McKinney Falls State Park in Texas, consisting of 640 acres, has some amazing bird watching opportunities. This small Texas state park has bird watching habitats that include prairies, grasslands, woodlands, creeks, and trees such as juniper, live oak, mesquite, and chinaberries. In addition to bird watching, you can hike, bike, swim, picnic and camp here. Looking for Barred Owls, Brown Creepers, Chipping Sparrows and assorted shorebirds and ducks? McKinney Falls State Park is a great Texas bird watching spot for you. For tips on finding and identifying just a few of the species you may see while bird watching at McKinney Falls State Park in Texas, see below.
Canyon Wren. Look for this pretty wren in the rockier spots of McKinney Falls State Park in Texas, anywhere it can use its long, thin bill to poke about for spiders and insects. Recognize it while bird watching from its rusty upperparts and white throat and breast, as well as its bright rufous tail. It also has small white spots on its back, nape and crown.

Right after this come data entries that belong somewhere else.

//! Demo Mode - Simulated robot for testing without hardware
//!
//! [`MockRobot`] implements [`RobotLink`] and answers like real firmware of
//! the chosen version: handshake, interval, drive/run/stop acknowledgements,
//! recording, text and binary uploads, text and packeted downloads.
//!
//! Every write is recorded so tests can assert the exact wire traffic.
//! Download payloads can be dropped by sequence number or at random to
//! exercise lost-packet reporting.

use std::collections::BTreeMap;
use std::sync::{Arc, Mutex, MutexGuard, PoisonError};

use byteorder::{BigEndian, ByteOrder};
use rand::rngs::StdRng;
use rand::{Rng, SeedableRng};
use tracing::debug;

use crate::protocol::framing::{decode_pairs, instruction_bytes, latin1_decode, latin1_encode};
use crate::protocol::packet::{expected_packets, payload_len};
use crate::protocol::{
    resolve, Ack, DataCallback, DisconnectCallback, Instruction, ProtocolError, ProtocolVersion,
    RobotLink, Subscription,
};

type SharedData = Arc<dyn Fn(&[u8]) + Send + Sync>;
type SharedDisconnect = Arc<dyn Fn() + Send + Sync>;

#[derive(Default)]
struct Subscribers {
    next_id: u64,
    data: BTreeMap<u64, SharedData>,
    disconnect: BTreeMap<u64, SharedDisconnect>,
}

struct RobotState {
    firmware_version: u32,
    interval: u32,
    responding: bool,
    connected: bool,
    uploading: bool,
    upload_buffer: Vec<u8>,
    announced_length: Option<u16>,
    /// Stored program as wire bytes
    memory: Vec<u8>,
    written: Vec<Vec<u8>>,
    dropped_sequences: Vec<u8>,
    packet_loss: Option<(f64, StdRng)>,
    version_reply: Option<String>,
    write_failure: Option<String>,
}

impl RobotState {
    fn protocol(&self) -> Option<ProtocolVersion> {
        resolve(self.firmware_version).ok()
    }

    fn handle(&mut self, data: &[u8]) -> Vec<Vec<u8>> {
        if self.uploading {
            return self.handle_upload(data);
        }

        let text = latin1_decode(data);
        match text.as_str() {
            "Z" => {
                let reply = self
                    .version_reply
                    .clone()
                    .unwrap_or_else(|| format!("VER {}", self.firmware_version));
                vec![latin1_encode(&reply)]
            }
            "F" => {
                self.memory.clear();
                Vec::new()
            }
            "E" => {
                self.uploading = true;
                self.upload_buffer.clear();
                Vec::new()
            }
            "G" => {
                let ack = match self.protocol() {
                    Some(ProtocolVersion::V3) => Ack::DriveGo,
                    _ => Ack::DriveReady,
                };
                vec![ack.as_str().as_bytes().to_vec()]
            }
            "R" => vec![Ack::End.as_str().as_bytes().to_vec()],
            "S" => vec![Ack::Stopped.as_str().as_bytes().to_vec()],
            "L" => {
                let pairs = self
                    .announced_length
                    .map(|last| (usize::from(last) + 1) / 2)
                    .unwrap_or(0);
                self.memory = instruction_bytes(&vec![Instruction::new(50, 50); pairs]);
                vec![Ack::Full.as_str().as_bytes().to_vec()]
            }
            "B" => self.download_stream(),
            "I?" => vec![latin1_encode(&format!("I={}", self.interval))],
            t if t.starts_with('I') => match t[1..].parse::<u32>() {
                Ok(value) => {
                    self.interval = value;
                    vec![latin1_encode(&format!("I={}", value))]
                }
                Err(_) => Vec::new(),
            },
            t if t.len() == 5 && t.starts_with('d') => {
                self.announced_length = u16::from_str_radix(&t[1..], 16).ok();
                Vec::new()
            }
            other => {
                debug!("MockRobot ignoring {:?}", other);
                Vec::new()
            }
        }
    }

    fn handle_upload(&mut self, data: &[u8]) -> Vec<Vec<u8>> {
        if data == b"end" {
            self.uploading = false;
            self.memory = std::mem::take(&mut self.upload_buffer);
            return vec![Ack::Full.as_str().as_bytes().to_vec()];
        }
        match self.protocol() {
            Some(ProtocolVersion::V3) => {
                if let Some(pair) = parse_upload_line(&latin1_decode(data)) {
                    self.upload_buffer.extend_from_slice(&pair);
                }
            }
            _ => self.upload_buffer.extend_from_slice(data),
        }
        Vec::new()
    }

    fn download_stream(&mut self) -> Vec<Vec<u8>> {
        if self.protocol().is_some_and(|version| !version.is_binary()) {
            let mut lines: Vec<Vec<u8>> = self
                .memory
                .chunks_exact(2)
                .map(|pair| latin1_encode(&format!("{:03},{:03}", pair[0], pair[1])))
                .collect();
            lines.push(Ack::DownloadEnd.as_str().as_bytes().to_vec());
            return lines;
        }

        let total = u16::try_from(self.memory.len()).unwrap_or(u16::MAX);
        let mut header = [0u8; 2];
        BigEndian::write_u16(&mut header, total);
        let mut stream = vec![header.to_vec()];

        let chunk = payload_len(u64::from(total));
        for index in 0..expected_packets(u64::from(total)) {
            let sequence = (index % 256) as u8;
            if self.dropped_sequences.contains(&sequence) {
                debug!("MockRobot dropping payload {}", sequence);
                continue;
            }
            if let Some((rate, rng)) = self.packet_loss.as_mut() {
                if rng.gen_bool(*rate) {
                    debug!("MockRobot randomly dropping payload {}", sequence);
                    continue;
                }
            }
            let start = (index * chunk).min(self.memory.len());
            let end = (start + chunk).min(self.memory.len());
            let mut packet = vec![sequence];
            packet.extend_from_slice(&self.memory[start..end]);
            stream.push(packet);
        }
        stream
    }
}

/// Parse one `lll,rrrxx` upload line into its wire bytes
fn parse_upload_line(line: &str) -> Option<[u8; 2]> {
    let body = line.trim().strip_suffix("xx")?;
    let (left, right) = body.split_once(',')?;
    Some([left.parse().ok()?, right.parse().ok()?])
}

/// Simulated robot link
pub struct MockRobot {
    id: String,
    name: String,
    state: Mutex<RobotState>,
    subscribers: Arc<Mutex<Subscribers>>,
}

fn lock<T>(mutex: &Mutex<T>) -> MutexGuard<'_, T> {
    mutex.lock().unwrap_or_else(PoisonError::into_inner)
}

impl MockRobot {
    /// Create a connected robot reporting `firmware_version`
    pub fn new(firmware_version: u32) -> Self {
        Self {
            id: uuid::Uuid::new_v4().to_string(),
            name: "BotLink Demo".to_string(),
            state: Mutex::new(RobotState {
                firmware_version,
                interval: 1,
                responding: true,
                connected: true,
                uploading: false,
                upload_buffer: Vec::new(),
                announced_length: None,
                memory: Vec::new(),
                written: Vec::new(),
                dropped_sequences: Vec::new(),
                packet_loss: None,
                version_reply: None,
                write_failure: None,
            }),
            subscribers: Arc::new(Mutex::new(Subscribers::default())),
        }
    }

    /// Use a custom device name
    pub fn with_name(mut self, name: impl Into<String>) -> Self {
        self.name = name.into();
        self
    }

    /// Start with a stored program
    pub fn with_program(self, instructions: &[Instruction]) -> Self {
        lock(&self.state).memory = instruction_bytes(instructions);
        self
    }

    /// Start with a sampling interval
    pub fn with_interval(self, interval: u32) -> Self {
        lock(&self.state).interval = interval;
        self
    }

    /// Answer `Z` with `reply` instead of `VER <n>`
    pub fn with_version_reply(self, reply: impl Into<String>) -> Self {
        lock(&self.state).version_reply = Some(reply.into());
        self
    }

    /// Never send download payloads carrying these sequence numbers
    pub fn with_dropped_sequences(self, sequences: &[u8]) -> Self {
        lock(&self.state).dropped_sequences = sequences.to_vec();
        self
    }

    /// Drop each download payload with probability `rate`, reproducibly
    pub fn with_packet_loss(self, rate: f64, seed: u64) -> Self {
        lock(&self.state).packet_loss = Some((rate.clamp(0.0, 1.0), StdRng::seed_from_u64(seed)));
        self
    }

    /// Stop or resume answering writes (writes are still recorded)
    pub fn set_responding(&self, responding: bool) {
        lock(&self.state).responding = responding;
    }

    /// Make every write fail with [`ProtocolError::LinkError`], or heal the link with `None`
    pub fn set_write_failure(&self, reason: Option<&str>) {
        lock(&self.state).write_failure = reason.map(str::to_string);
    }

    /// Every payload written so far
    pub fn written(&self) -> Vec<Vec<u8>> {
        lock(&self.state).written.clone()
    }

    /// Every payload written so far, Latin-1 decoded
    pub fn written_text(&self) -> Vec<String> {
        lock(&self.state)
            .written
            .iter()
            .map(|w| latin1_decode(w))
            .collect()
    }

    /// Forget recorded writes
    pub fn clear_written(&self) {
        lock(&self.state).written.clear();
    }

    /// The stored program, decoded
    pub fn program(&self) -> Vec<Instruction> {
        decode_pairs(&lock(&self.state).memory)
    }

    /// Current sampling interval
    pub fn interval(&self) -> u32 {
        lock(&self.state).interval
    }

    /// True until the link is dropped or disconnected
    pub fn is_connected(&self) -> bool {
        lock(&self.state).connected
    }

    /// Number of live data and disconnect subscriptions
    pub fn subscriber_count(&self) -> usize {
        let subscribers = lock(&self.subscribers);
        subscribers.data.len() + subscribers.disconnect.len()
    }

    /// Deliver an unsolicited payload to subscribers
    pub fn push_inbound(&self, data: &[u8]) {
        self.deliver(data);
    }

    /// Simulate the radio link dropping
    pub fn drop_link(&self) {
        lock(&self.state).connected = false;
        let callbacks: Vec<SharedDisconnect> =
            lock(&self.subscribers).disconnect.values().cloned().collect();
        for callback in callbacks {
            callback();
        }
    }

    fn deliver(&self, data: &[u8]) {
        let callbacks: Vec<SharedData> = lock(&self.subscribers).data.values().cloned().collect();
        for callback in callbacks {
            callback(data);
        }
    }
}

impl RobotLink for MockRobot {
    fn id(&self) -> &str {
        &self.id
    }

    fn name(&self) -> &str {
        &self.name
    }

    async fn write(&self, data: &[u8]) -> Result<(), ProtocolError> {
        let responses = {
            let mut state = lock(&self.state);
            if !state.connected {
                return Err(ProtocolError::ConnectionClosed);
            }
            if let Some(reason) = &state.write_failure {
                return Err(ProtocolError::LinkError(reason.clone()));
            }
            state.written.push(data.to_vec());
            let responses = state.handle(data);
            if state.responding {
                responses
            } else {
                Vec::new()
            }
        };
        for response in responses {
            self.deliver(&response);
        }
        Ok(())
    }

    fn on_data_received(&self, callback: DataCallback) -> Subscription {
        let mut subscribers = lock(&self.subscribers);
        let id = subscribers.next_id;
        subscribers.next_id += 1;
        subscribers.data.insert(id, Arc::from(callback));

        let registry = self.subscribers.clone();
        Subscription::new(move || {
            lock(&registry).data.remove(&id);
        })
    }

    fn on_disconnect(&self, callback: DisconnectCallback) -> Subscription {
        let mut subscribers = lock(&self.subscribers);
        let id = subscribers.next_id;
        subscribers.next_id += 1;
        subscribers.disconnect.insert(id, Arc::from(callback));

        let registry = self.subscribers.clone();
        Subscription::new(move || {
            lock(&registry).disconnect.remove(&id);
        })
    }

    async fn disconnect(&self) -> Result<(), ProtocolError> {
        let was_connected = std::mem::replace(&mut lock(&self.state).connected, false);
        if was_connected {
            let callbacks: Vec<SharedDisconnect> =
                lock(&self.subscribers).disconnect.values().cloned().collect();
            for callback in callbacks {
                callback();
            }
        }
        Ok(())
    }
}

Great Crested Flycatcher. As its name implies, this is a large flycatcher with a distinctive crest. Recognize it while bird watching from its bright yellow belly, along with its gray head, throat and upper breast, and its heavy black bill. It also has a rufous tail. Look for this flycatcher while bird watching in the forests of McKinney Falls State Park, where it likes to perch in the tallest trees while hunting for insects.
White-eyed Vireo. This secretive little bird can be found in the dense thickets alongside the creek at McKinney Falls State Park in Texas, hopping about and foraging for insects and fruit. You’ll recognize it while bird watching from its olive green upperparts, along with its white underparts with yellow sides and legs. Also look for its pale yellow spectacles and the white irises that give it its name.
Hermit Thrush. Look for this small thrush while bird watching in the mixed forests and thickets of McKinney Falls State Park in Texas, foraging for insects. You can identify it by its olive brown upperparts and white underparts, which are spotted in black. It also has a rufous tail, a white eyering, and pink legs and feet. Look for its habit of flicking its tail up quickly and then lowering it slowly.
Chuck-Will’s-Widow. You’ll recognize this large nightjar when bird watching at McKinney Falls State Park in Texas from its white collar, which stands out against the rest of its mottled brown, gray and black body. Also look for the white edging on its tail. You’ll find it while bird watching in the open woodlands and clear areas of McKinney Falls State Park in Texas, usually at dusk as it hunts for insects. It is named for its repetitive night time song.
Ruby Crowned Kinglet. The mixed woodlands of McKinney Falls State Park in Texas are a good place to look for this kinglet, one of the smallest birds in North America. Identify it while bird watching from its olive green upperparts and pale yellow underparts, as well as its constant wing flicking. It also has a slight red tuft on its head, and white spectacles.